- How to complete this task:
The answer must be the full listing, reproduced word for word.
=== Record set ===
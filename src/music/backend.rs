//! Backend traits.
//!
//! The streaming client implements all of them; tests substitute fakes.

use super::error::MusicServiceError;
use super::tunables::TunableConstraints;
use async_trait::async_trait;

/// Resolves human-readable names to catalog identifiers.
#[async_trait]
pub trait CatalogLookup: Send + Sync {
    /// Identifier of the first artist matching `name`.
    async fn resolve_artist(&self, name: &str) -> Result<String, MusicServiceError>;

    /// Identifier of the first track matching `name`, optionally narrowed by artist.
    async fn resolve_track(
        &self,
        name: &str,
        artist: Option<&str>,
    ) -> Result<String, MusicServiceError>;

    /// Genre tags accepted as recommendation seeds.
    async fn list_genre_seeds(&self) -> Result<Vec<String>, MusicServiceError>;
}

/// Already-resolved seeds for a recommendation request.
#[derive(Debug, Clone, Default, PartialEq, Eq)]
pub struct RecommendationSeeds {
    pub artist_ids: Vec<String>,
    pub track_ids: Vec<String>,
    pub genres: Vec<String>,
}

impl RecommendationSeeds {
    pub fn len(&self) -> usize {
        self.artist_ids.len() + self.track_ids.len() + self.genres.len()
    }

    pub fn is_empty(&self) -> bool {
        self.len() == 0
    }
}

/// A recommended track as the backend reports it, before validation.
#[derive(Debug, Clone, Default, PartialEq, Eq)]
pub struct CandidateTrack {
    pub id: Option<String>,
    pub name: String,
    pub artists: Vec<String>,
}

#[async_trait]
pub trait RecommendationBackend: Send + Sync {
    /// Issue one recommendation request. Results keep the backend's ranking.
    async fn fetch_recommendations(
        &self,
        seeds: &RecommendationSeeds,
        limit: u32,
        constraints: &TunableConstraints,
    ) -> Result<Vec<CandidateTrack>, MusicServiceError>;
}

#[async_trait]
pub trait Playback: Send + Sync {
    /// Start playing `track_uri` on the user's active device.
    async fn start_playback(&self, track_uri: &str) -> Result<(), MusicServiceError>;
}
===
- Exercise output:
filename src/music/backend.rs
//! Backend traits.
//!
//! The streaming client implements all of them; tests substitute fakes.

use super::error::MusicServiceError;
use super::tunables::TunableConstraints;
use async_trait::async_trait;

/// Resolves human-readable names to catalog identifiers.
#[async_trait]
pub trait CatalogLookup: Send + Sync {
    /// Identifier of the first artist matching `name`.
    async fn resolve_artist(&self, name: &str) -> Result<String, MusicServiceError>;

    /// Identifier of the first track matching `name`, optionally narrowed by artist.
    async fn resolve_track(
        &self,
        name: &str,
        artist: Option<&str>,
    ) -> Result<String, MusicServiceError>;

    /// Genre tags accepted as recommendation seeds.
    async fn list_genre_seeds(&self) -> Result<Vec<String>, MusicServiceError>;
}

/// Already-resolved seeds for a recommendation request.
#[derive(Debug, Clone, Default, PartialEq, Eq)]
pub struct RecommendationSeeds {
    pub artist_ids: Vec<String>,
    pub track_ids: Vec<String>,
    pub genres: Vec<String>,
}

impl RecommendationSeeds {
    pub fn len(&self) -> usize {
        self.artist_ids.len() + self.track_ids.len() + self.genres.len()
    }

    pub fn is_empty(&self) -> bool {
        self.len() == 0
    }
}

/// A recommended track as the backend reports it, before validation.
#[derive(Debug, Clone, Default, PartialEq, Eq)]
pub struct CandidateTrack {
    pub id: Option<String>,
    pub name: String,
    pub artists: Vec<String>,
}

#[async_trait]
pub trait RecommendationBackend: Send + Sync {
    /// Issue one recommendation request. Results keep the backend's ranking.
    async fn fetch_recommendations(
        &self,
        seeds: &RecommendationSeeds,
        limit: u32,
        constraints: &TunableConstraints,
    ) -> Result<Vec<CandidateTrack>, MusicServiceError>;
}

#[async_trait]
pub trait Playback: Send + Sync {
    /// Start playing `track_uri` on the user's active device.
    async fn start_playback(&self, track_uri: &str) -> Result<(), MusicServiceError>;
}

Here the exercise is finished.